楊晨附著在阿土體內,摸著下巴暗自思索,已然猜到了少年的心思。
或許阿土此刻也察覺到了自身的異常,知道自己身上有吸引妖魔的東西,纔敢這般孤身深入險地,妄圖藉助妖魔之力達成目的。
阿土在百萬荒野中漫無目的地遊盪了數日,他本就是個脆弱的凡人,沒有食物與水源的供給,身體早已瀕臨極限,好幾次都險些餓死、渴死在荒野之中。
就在他意識模糊、即將暈厥之際,腳下一空,意外滾落了一處山崖。
本以為必死無疑,卻被一群野狼叼起,帶回了它們的洞府。
“我知道你的名字,野狼王。”
阿土掙紮著從地上爬起來,哭瞎的雙眼直勾勾地盯著前方虛空,語氣平靜卻帶著不容置疑的堅定,
“我想和你做一筆交易。”
在他看不到的地方,一頭將近二十丈高的巨大野狼正匍匐在地,渾身燃燒著幽藍色的冥火,本該被血肉填充的身軀,隻剩枯黑的骨架與殘破的皮毛,散發著森然的妖氣。

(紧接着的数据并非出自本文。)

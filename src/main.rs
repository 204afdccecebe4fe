//! dirfts CLI - Local full-text search over a directory tree
//!
//! Every command runs against the nearest index at or above the current
//! directory, restricted to the current directory.

use anyhow::Result;
use clap::{Parser, Subcommand, ValueEnum};
use colored::*;
use dirfts::{
    format_results, format_results_json, locate, stats, Config, DirftsError, ExclusionRule,
    IndexScope, IndexWatcher, Indexer, RuleKind, SearchMode, SearchResult, Searcher,
    SnippetStyle, Store,
};
use std::io::IsTerminal;
use std::path::PathBuf;
use tracing_subscriber::EnvFilter;

#[derive(Parser, Debug)]
#[command(name = "dirfts")]
#[command(author, version, about = "Local full-text search over a directory tree", long_about = None)]
struct Cli {
    #[command(subcommand)]
    command: Option<Commands>,

    /// Search term (when no subcommand is provided)
    #[arg(trailing_var_arg = true)]
    query: Vec<String>,

    /// Color output
    #[arg(long, value_enum, default_value = "auto", env = "DIRFTS_COLOR", global = true)]
    color: ColorChoice,

    /// Enable verbose logging
    #[arg(short = 'v', long, global = true)]
    verbose: bool,
}

#[derive(Subcommand, Debug)]
enum Commands {
    /// Create an index in the current directory
    Init {
        /// Skip the initial sync
        #[arg(long)]
        no_sync: bool,

        /// Compress stored bodies (disables regex search)
        #[arg(long)]
        compressed: bool,
    },

    /// Bring the index up to date with the filesystem
    Sync {
        /// Only sync these files; nothing is deleted
        files: Vec<PathBuf>,
    },

    /// Manage exclusion rules
    Ignore {
        #[command(subcommand)]
        action: IgnoreAction,
    },

    /// Search the index
    Search {
        /// Search term, or a regex with --regex
        query: String,

        #[command(flatten)]
        options: SearchOptions,
    },

    /// Merge index segments and compact the store
    Optimize,

    /// Watch for file changes and sync automatically
    Watch,

    /// Show index statistics
    Stats,

    /// Show or change index configuration
    Config {
        #[command(subcommand)]
        action: Option<ConfigAction>,
    },
}

#[derive(Subcommand, Debug)]
enum ConfigAction {
    /// Set a configuration value (max_file_size)
    Set {
        /// Config key
        key: String,

        /// New value
        value: String,
    },
}

#[derive(Subcommand, Debug)]
enum IgnoreAction {
    /// List exclusion rules
    List,

    /// Add an exclusion rule
    Add {
        /// Rule kind: literal, glob, or regex
        kind: String,

        /// Pattern to exclude
        pattern: String,
    },

    /// Remove an exclusion rule by id
    Rm {
        /// Rule id, as shown by `dirfts ignore list`
        id: i64,
    },
}

#[derive(clap::Args, Debug, Default)]
struct SearchOptions {
    /// Treat the query as a regex over whole file bodies (slow)
    #[arg(short = 'r', long, env = "DIRFTS_REGEX")]
    regex: bool,

    /// Skip comparing hits against the files on disk
    #[arg(long, env = "DIRFTS_NO_STALE_CHECK")]
    no_stale_check: bool,

    /// Show a snippet for each hit
    #[arg(short = 's', long, env = "DIRFTS_SNIPPETS")]
    snippets: bool,

    /// Output as JSON
    #[arg(long, env = "DIRFTS_JSON")]
    json: bool,
}

#[derive(ValueEnum, Clone, Copy, Debug)]
enum ColorChoice {
    Auto,
    Always,
    Never,
}

impl ColorChoice {
    fn enabled(self) -> bool {
        match self {
            Self::Auto => std::io::stdout().is_terminal(),
            Self::Always => true,
            Self::Never => false,
        }
    }
}

fn main() -> Result<()> {
    let cli = Cli::parse();

    // Initialize logging
    let filter = if cli.verbose {
        EnvFilter::new("debug")
    } else {
        EnvFilter::new("warn")
    };

    tracing_subscriber::fmt()
        .with_env_filter(filter)
        .with_target(false)
        .with_writer(std::io::stderr)
        .init();

    let color = cli.color.enabled();
    colored::control::set_override(color);

    let success = match cli.command {
        Some(Commands::Init {
            no_sync,
            compressed,
        }) => cmd_init(no_sync, compressed)?,
        Some(Commands::Sync { files }) => cmd_sync(files)?,
        Some(Commands::Ignore { action }) => cmd_ignore(action)?,
        Some(Commands::Search { query, options }) => cmd_search(query, options, color)?,
        Some(Commands::Optimize) => cmd_optimize()?,
        Some(Commands::Watch) => cmd_watch()?,
        Some(Commands::Stats) => cmd_stats()?,
        Some(Commands::Config { action }) => cmd_config(action)?,
        None => {
            // Default: search if query provided, otherwise show help
            if cli.query.is_empty() {
                println!("{}", "dirfts - Local full-text search".cyan().bold());
                println!("\nUsage:");
                println!("  {} init                    # index this directory", "dirfts".green());
                println!("  {} \"term\"                  # search", "dirfts".green());
                println!("  {} sync                    # pick up changes", "dirfts".green());
                println!("\nRun {} for more options.", "dirfts --help".yellow());
                return Ok(());
            }

            cmd_search(cli.query.join(" "), SearchOptions::default(), color)?
        }
    };

    if !success {
        std::process::exit(1);
    }
    Ok(())
}

/// Locate the index governing the current directory, or exit with a hint
fn open_index() -> Result<(IndexScope, Store)> {
    let cwd = std::env::current_dir()?;
    match locate(&cwd) {
        Ok(found) => Ok(found),
        Err(DirftsError::NotFound) => {
            eprintln!(
                "{} No index found. Run {} first.",
                "Error:".red().bold(),
                "dirfts init".yellow()
            );
            std::process::exit(1);
        }
        Err(e) => Err(e.into()),
    }
}

fn cmd_init(no_sync: bool, compressed: bool) -> Result<bool> {
    let cwd = std::env::current_dir()?;
    let mut store = Store::init(&cwd, compressed)?;
    println!("{} {}", "Created".cyan().bold(), store.path().display());

    if !no_sync {
        let scope = IndexScope::new(cwd.clone(), "");
        let config = Config::load(cwd, &store)?;
        let stats = Indexer::new(config)
            .with_progress(true)
            .sync(&mut store, &scope)?;
        println!("{} {}", "✓".green(), stats);
    }

    Ok(true)
}

fn cmd_sync(files: Vec<PathBuf>) -> Result<bool> {
    let (scope, mut store) = open_index()?;
    let config = Config::load(scope.root.clone(), &store)?;
    let indexer = Indexer::new(config).with_progress(true);

    let stats = if files.is_empty() {
        indexer.sync(&mut store, &scope)?
    } else {
        indexer.sync_files(&mut store, &scope, &files)?
    };

    println!("{} {}", "✓".green(), stats);
    Ok(true)
}

fn cmd_ignore(action: IgnoreAction) -> Result<bool> {
    let (_scope, store) = open_index()?;

    match action {
        IgnoreAction::List => {
            for (id, rule) in store.list_rules()? {
                println!("{}\t{}", id, rule);
            }
        }
        IgnoreAction::Add { kind, pattern } => {
            let kind: RuleKind = kind.parse()?;
            let id = store.add_rule(&ExclusionRule::new(kind, pattern))?;
            println!("{} rule {}", "Added".green(), id);
        }
        IgnoreAction::Rm { id } => {
            store.remove_rule(id)?;
            println!("{} rule {}", "Removed".green(), id);
        }
    }

    Ok(true)
}

fn cmd_search(query: String, options: SearchOptions, color: bool) -> Result<bool> {
    let (scope, mut store) = open_index()?;

    let mode = if options.regex {
        SearchMode::Regex
    } else {
        SearchMode::Term
    };
    let style = if color {
        SnippetStyle::ansi()
    } else {
        SnippetStyle::plain()
    };

    let searcher = Searcher::new(mode, style).with_staleness_check(!options.no_stale_check);

    if options.json {
        let results: Vec<SearchResult> = searcher.search(&mut store, &scope, &query)?.collect();
        println!("{}", format_results_json(&results)?);
        return Ok(!results.is_empty());
    }

    let mut found = false;
    for result in searcher.search(&mut store, &scope, &query)? {
        print!("{}", format_results(&[result], options.snippets));
        found = true;
    }

    Ok(found)
}

fn cmd_optimize() -> Result<bool> {
    let (_scope, mut store) = open_index()?;
    store.optimize()?;
    println!("{} {}", "✓".green(), "Optimized");
    Ok(true)
}

fn cmd_watch() -> Result<bool> {
    let (scope, store) = open_index()?;
    let config = Config::load(scope.root.clone(), &store)?;
    println!("{} {:?}", "Watching".cyan().bold(), scope.scope_dir());

    let mut watcher = IndexWatcher::new(scope, store, Indexer::new(config));
    watcher.watch()?;

    Ok(true)
}

fn cmd_stats() -> Result<bool> {
    let (scope, store) = open_index()?;
    let stats = stats(&store, &scope)?;

    println!("{}", "Index Statistics".cyan().bold());
    println!("  Root:       {}", scope.root.display().to_string().green());
    println!("  Documents:  {}", stats.documents.to_string().green());
    println!("  Rules:      {}", stats.rules.to_string().green());
    println!("  Compressed: {}", stats.compressed.to_string().yellow());

    Ok(true)
}

fn cmd_config(action: Option<ConfigAction>) -> Result<bool> {
    let (scope, store) = open_index()?;
    let mut config = Config::load(scope.root, &store)?;

    if let Some(ConfigAction::Set { key, value }) = action {
        config.set(&key, &value)?;
        config.save(&store)?;
        println!("{} {} = {}", "Set".green(), key, value.trim());
        return Ok(true);
    }

    println!("{}", serde_json::to_string_pretty(&config)?);
    Ok(true)
}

野狼王沒有立刻回話,深邃的狼眸若有所思地盯著阿土,楊晨能清晰感受到,對方的目光始終在阿土周身那股濃厚的氣運上遊離,帶著覬覦與試探。
“隻要你能幫我復仇,我可以付出我的所有。”
阿土咬牙開口,將自身的籌碼擺了出來,語氣裡沒有絲毫退縮。
“我可以輕而易舉殺了你,根本不需要答應你的條件。”
野狼王緩緩站起身,巨大的身軀在妖氣湧動中快速縮小,最終化作一頭體型正常的野狼,踱步到阿土麵前,狼嘴開合,發出人性化的聲音,帶著幾分傲慢與不屑。
“村長說過,我的身體裏有你們都想要的東西。”
阿土似乎感受到了野狼王的氣息,一屁股坐在地上,抬手將自己的頭顱與狼頭湊到同一水平線上,即便雙目失明,也透著一股倔強,
“隻要我不願意,你們誰也沒辦法強行拿走。幫我復仇,我就心甘情願把那東西交給你。”
一人一狼四目相對,空氣陷入短暫的沉寂。
後續發生的一切,與楊晨猜測的相差無幾——野狼王終究抵不住氣運的誘惑,答應了阿土的請求。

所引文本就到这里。